> [Your goal]:
Would you return the lines between the one holding "assert_eq!(l.canvas.w, 300.0);" and the one holding "assert_eq!(cmds, vec![Command::Lock]);", inclusive, and only those, exactly as they stand in the listing below?

Input data section start

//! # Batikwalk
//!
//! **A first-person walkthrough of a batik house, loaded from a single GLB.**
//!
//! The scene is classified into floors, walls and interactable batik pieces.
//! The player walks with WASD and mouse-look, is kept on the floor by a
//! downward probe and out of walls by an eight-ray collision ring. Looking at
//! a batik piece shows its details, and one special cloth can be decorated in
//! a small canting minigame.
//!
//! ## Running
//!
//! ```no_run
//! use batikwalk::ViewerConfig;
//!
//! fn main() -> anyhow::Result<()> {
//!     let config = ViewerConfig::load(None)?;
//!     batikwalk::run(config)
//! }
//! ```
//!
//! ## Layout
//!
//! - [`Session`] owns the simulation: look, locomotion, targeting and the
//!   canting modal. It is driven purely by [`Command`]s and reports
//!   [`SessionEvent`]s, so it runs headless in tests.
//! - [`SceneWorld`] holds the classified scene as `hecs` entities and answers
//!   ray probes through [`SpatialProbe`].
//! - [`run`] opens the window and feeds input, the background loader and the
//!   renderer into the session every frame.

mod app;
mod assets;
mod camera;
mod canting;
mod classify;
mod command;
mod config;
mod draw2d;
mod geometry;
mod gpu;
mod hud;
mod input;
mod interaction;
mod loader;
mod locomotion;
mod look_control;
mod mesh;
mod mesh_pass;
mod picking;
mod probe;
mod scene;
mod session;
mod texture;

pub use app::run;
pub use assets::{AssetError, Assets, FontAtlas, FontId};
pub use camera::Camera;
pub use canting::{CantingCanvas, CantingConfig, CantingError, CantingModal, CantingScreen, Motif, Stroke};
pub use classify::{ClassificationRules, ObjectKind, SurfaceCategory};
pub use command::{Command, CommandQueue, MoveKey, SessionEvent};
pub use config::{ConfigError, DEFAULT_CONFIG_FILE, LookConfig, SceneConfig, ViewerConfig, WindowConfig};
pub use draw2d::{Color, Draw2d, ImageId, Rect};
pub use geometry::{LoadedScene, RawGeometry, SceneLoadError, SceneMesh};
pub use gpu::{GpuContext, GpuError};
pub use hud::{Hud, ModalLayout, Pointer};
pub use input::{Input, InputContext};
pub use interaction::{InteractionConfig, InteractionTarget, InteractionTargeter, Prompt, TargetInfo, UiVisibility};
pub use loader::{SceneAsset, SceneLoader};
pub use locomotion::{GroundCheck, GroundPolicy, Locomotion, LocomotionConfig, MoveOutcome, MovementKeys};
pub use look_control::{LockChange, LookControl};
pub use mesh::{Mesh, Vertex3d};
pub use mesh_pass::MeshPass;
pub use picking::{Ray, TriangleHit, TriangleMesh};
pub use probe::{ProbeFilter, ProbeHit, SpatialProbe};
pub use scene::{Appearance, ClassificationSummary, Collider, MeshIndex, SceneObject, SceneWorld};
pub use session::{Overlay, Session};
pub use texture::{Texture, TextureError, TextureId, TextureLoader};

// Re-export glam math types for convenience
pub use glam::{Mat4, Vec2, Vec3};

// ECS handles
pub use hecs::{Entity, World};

Input data section end
Input data section start

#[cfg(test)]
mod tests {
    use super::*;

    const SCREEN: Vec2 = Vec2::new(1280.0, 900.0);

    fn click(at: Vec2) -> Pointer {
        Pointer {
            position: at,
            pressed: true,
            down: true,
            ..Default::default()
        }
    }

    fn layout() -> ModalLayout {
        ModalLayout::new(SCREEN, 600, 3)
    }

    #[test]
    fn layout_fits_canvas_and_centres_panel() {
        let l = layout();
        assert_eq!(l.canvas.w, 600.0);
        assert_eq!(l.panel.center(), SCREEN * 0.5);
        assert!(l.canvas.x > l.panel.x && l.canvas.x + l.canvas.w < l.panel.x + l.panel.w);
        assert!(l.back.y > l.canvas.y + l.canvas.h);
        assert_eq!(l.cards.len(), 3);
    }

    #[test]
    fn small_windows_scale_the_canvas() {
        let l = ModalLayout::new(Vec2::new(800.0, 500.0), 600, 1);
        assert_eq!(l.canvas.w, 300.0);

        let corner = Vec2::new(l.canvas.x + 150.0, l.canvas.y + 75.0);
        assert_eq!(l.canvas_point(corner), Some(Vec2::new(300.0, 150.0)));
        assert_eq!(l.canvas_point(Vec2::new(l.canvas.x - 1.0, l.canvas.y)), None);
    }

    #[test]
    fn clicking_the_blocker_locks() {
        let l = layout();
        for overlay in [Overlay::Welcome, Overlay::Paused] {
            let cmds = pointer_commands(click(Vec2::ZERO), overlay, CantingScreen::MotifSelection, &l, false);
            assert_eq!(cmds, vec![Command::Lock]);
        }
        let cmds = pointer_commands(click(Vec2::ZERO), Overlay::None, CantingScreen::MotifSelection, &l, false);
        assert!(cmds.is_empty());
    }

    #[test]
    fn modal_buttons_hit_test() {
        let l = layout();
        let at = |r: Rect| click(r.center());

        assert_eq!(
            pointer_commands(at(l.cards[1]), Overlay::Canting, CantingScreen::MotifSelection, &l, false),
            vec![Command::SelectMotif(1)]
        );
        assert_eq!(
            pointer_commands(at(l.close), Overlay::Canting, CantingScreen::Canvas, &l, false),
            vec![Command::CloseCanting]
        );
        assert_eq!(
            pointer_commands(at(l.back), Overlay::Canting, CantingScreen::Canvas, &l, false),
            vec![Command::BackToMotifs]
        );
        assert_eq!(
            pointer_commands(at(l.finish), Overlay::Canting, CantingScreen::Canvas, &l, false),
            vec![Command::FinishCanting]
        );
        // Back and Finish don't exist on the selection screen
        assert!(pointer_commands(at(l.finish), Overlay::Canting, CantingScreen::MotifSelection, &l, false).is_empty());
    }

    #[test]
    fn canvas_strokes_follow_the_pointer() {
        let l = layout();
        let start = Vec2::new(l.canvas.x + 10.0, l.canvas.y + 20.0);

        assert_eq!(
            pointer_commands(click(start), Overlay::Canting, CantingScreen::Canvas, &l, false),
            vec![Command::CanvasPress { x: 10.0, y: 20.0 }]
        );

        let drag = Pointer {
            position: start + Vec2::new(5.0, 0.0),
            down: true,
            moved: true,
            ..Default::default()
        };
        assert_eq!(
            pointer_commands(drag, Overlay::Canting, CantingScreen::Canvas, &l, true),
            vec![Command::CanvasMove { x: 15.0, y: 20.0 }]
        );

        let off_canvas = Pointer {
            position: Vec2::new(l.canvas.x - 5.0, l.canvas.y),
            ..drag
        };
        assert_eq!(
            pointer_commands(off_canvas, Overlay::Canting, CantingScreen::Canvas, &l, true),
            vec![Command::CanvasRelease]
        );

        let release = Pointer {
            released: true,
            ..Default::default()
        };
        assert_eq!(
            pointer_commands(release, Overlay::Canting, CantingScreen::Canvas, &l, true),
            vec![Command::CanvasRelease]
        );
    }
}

Input data section end

> [Solution below]:
        assert_eq!(l.canvas.w, 300.0);

        let corner = Vec2::new(l.canvas.x + 150.0, l.canvas.y + 75.0);
        assert_eq!(l.canvas_point(corner), Some(Vec2::new(300.0, 150.0)));
        assert_eq!(l.canvas_point(Vec2::new(l.canvas.x - 1.0, l.canvas.y)), None);
    }

    #[test]
    fn clicking_the_blocker_locks() {
        let l = layout();
        for overlay in [Overlay::Welcome, Overlay::Paused] {
            let cmds = pointer_commands(click(Vec2::ZERO), overlay, CantingScreen::MotifSelection, &l, false);
            assert_eq!(cmds, vec![Command::Lock]);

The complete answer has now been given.